Ia menatap ku heran seolah tidak pernah Bertemu sebelum nya.
"Dit, dia siapa sih?", tanya Maisaroh pada Adit.
"Oh, ini Lili, murid baru di kelas kita" jawab Adit.
Maisaroh menatap ku bingung.
"Mai, kemana saja selama ini, kenapa menghindari ku" tanya ku.
"Maksud kamu apa sih, kita saja baru bertemu, aku tidak mengenal mu" pekik Maisaroh sambil menepis ku hingga aku hampir jatuh.
"Maaf lili, mungkin kamu salah orang, Maisaroh emang gitu, agak galak orang nya, maklumi ajja " ujar Adit.
Aku menatap nya bingung. Dia jelas jelas Mai, kenapa dia seolah tidak mengenal ku, dia bahkan tau tempat tinggal ku. Dia pernah ke rumah ku. Semua terasa ganjil, Mai tau aku operasi plastik, dia bahkan bisa mengenali wujud baru ku tanpa ku beri tau.
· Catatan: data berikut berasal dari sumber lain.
use serde::{Deserialize, Serialize};
use serde_json::Value;
use std::collections::BTreeMap;

/// `/config/apps/http` 문서
#[derive(Debug, Clone, Default, PartialEq, Serialize, Deserialize)]
pub struct CaddyHttpApp {
    #[serde(default)]
    pub servers: BTreeMap<String, CaddyServer>,
}

impl CaddyHttpApp {
    /// 모든 서버의 모든 라우트에서 host 매처 값을 모읍니다.
    pub fn hosts(&self) -> Vec<String> {
        self.servers
            .values()
            .flat_map(|server| server.routes.iter())
            .flat_map(|route| route.hosts())
            .map(str::to_string)
            .collect()
    }
}

#[derive(Debug, Clone, Default, PartialEq, Serialize, Deserialize)]
pub struct CaddyServer {
    #[serde(default)]
    pub listen: Vec<String>,
    #[serde(default)]
    pub routes: Vec<CaddyRoute>,
}

#[derive(Debug, Clone, Default, PartialEq, Serialize, Deserialize)]
pub struct CaddyRoute {
    #[serde(rename = "match", default, skip_serializing_if = "Option::is_none")]
    pub matchers: Option<Vec<CaddyMatcher>>,
    #[serde(default, skip_serializing_if = "Option::is_none")]
    pub terminal: Option<bool>,
    #[serde(default)]
    pub handle: Vec<CaddyHandler>,
}

impl CaddyRoute {
    /// host 하나를 업스트림 하나로 넘기는 종단 라우트
    pub fn reverse_proxy(host: &str, upstream: &str) -> Self {
        Self {
            matchers: Some(vec![CaddyMatcher {
                host: vec![host.to_string()],
            }]),
            terminal: Some(true),
            handle: vec![CaddyHandler::ReverseProxy {
                upstreams: vec![CaddyUpstream {
                    dial: upstream.to_string(),
                }],
            }],
        }
    }

    pub fn hosts(&self) -> impl Iterator<Item = &str> {
        self.matchers
            .iter()
            .flatten()
            .flat_map(|matcher| matcher.host.iter().map(String::as_str))
    }
}

#[derive(Debug, Clone, Default, PartialEq, Serialize, Deserialize)]
pub struct CaddyMatcher {
    #[serde(default, skip_serializing_if = "Vec::is_empty")]
    pub host: Vec<String>,
}

#[derive(Debug, Clone, PartialEq, Serialize, Deserialize)]
#[serde(tag = "handler", rename_all = "snake_case")]
pub enum CaddyHandler {
    ReverseProxy {
        #[serde(default)]
        upstreams: Vec<CaddyUpstream>,
    },
    FileServer {
        #[serde(default, skip_serializing_if = "Option::is_none")]
        root: Option<String>,
    },
    Encode {
        #[serde(default)]
        encodings: Value,
        #[serde(default)]
        prefer: Vec<String>,
    },
    Headers {
        #[serde(default)]
        response: Value,
    },
    StaticResponse {
        #[serde(default, skip_serializing_if = "Option::is_none")]
        body: Option<String>,
    },
    Vars {
        #[serde(default, skip_serializing_if = "Option::is_none")]
        root: Option<String>,
    },
    Subroute {
        #[serde(default)]
        routes: Vec<CaddyRoute>,
    },
    /// 모델링하지 않은 핸들러
    #[serde(other)]
    Unknown,
}

#[derive(Debug, Clone, PartialEq, Serialize, Deserialize)]
pub struct CaddyUpstream {
    pub dial: String,
}
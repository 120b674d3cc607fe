use regex_lite::Regex;
use std::sync::OnceLock;

const ANSI_PATTERN: &str = r"\x1B\[[;\d]*[A-Za-z]";

/// 로그 텍스트에서 ANSI 색상/스타일 이스케이프 시퀀스를 제거합니다.
pub fn strip_ansi_codes(text: &str) -> String {
    static ANSI: OnceLock<Option<Regex>> = OnceLock::new();

    match ANSI.get_or_init(|| Regex::new(ANSI_PATTERN).ok()) {
        Some(regex) => regex.replace_all(text, "").into_owned(),
        None => text.to_string(),
    }
}

/// 로그 스트림 옵션
#[derive(Debug, Clone, PartialEq, Eq)]
pub struct LogOptions {
    pub tail: usize,
    pub follow: bool,
    pub timestamps: bool,
}

impl Default for LogOptions {
    fn default() -> Self {
        Self {
            tail: 100,
            follow: true,
            timestamps: false,
        }
    }
}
Aku tidak mau menyiakan kesempatan ini.
"Mai, aku mau bicara, tolong dengar kan aku. Kamu ingat kita pernah bahas operasi plastik!!!" pekik ku.
Maisaroh terlihat sangat terkejut.
Ia mulai tertarik bicara dengan ku.
Ia menarik ku keluar kelas menuju atap sekolah.
"Apa yang kau tau tentang Mai?!! Kapan dia berteman dengan mu!!" Mata Maisaroh mulai berkaca kaca.
Aku pun bingung melihat nya.
Sekitar 2 bulan lalu kau menyelamatkan aku, kau mengira aku akan bunuh diri. Sejak itu kita berteman, walau singkat tapi aku ingat. Kau ada mana pun. Setelah berhasil operasi kau selalu menatap ku sambil tersenyum.
Air mata Maisaroh mulai turun.
Aku semakin tidak mengerti.
"Kenapa kau menangis mai?" tanya ku.
"Aku bukan mai" jawab nya sambil mengusap air mata nya.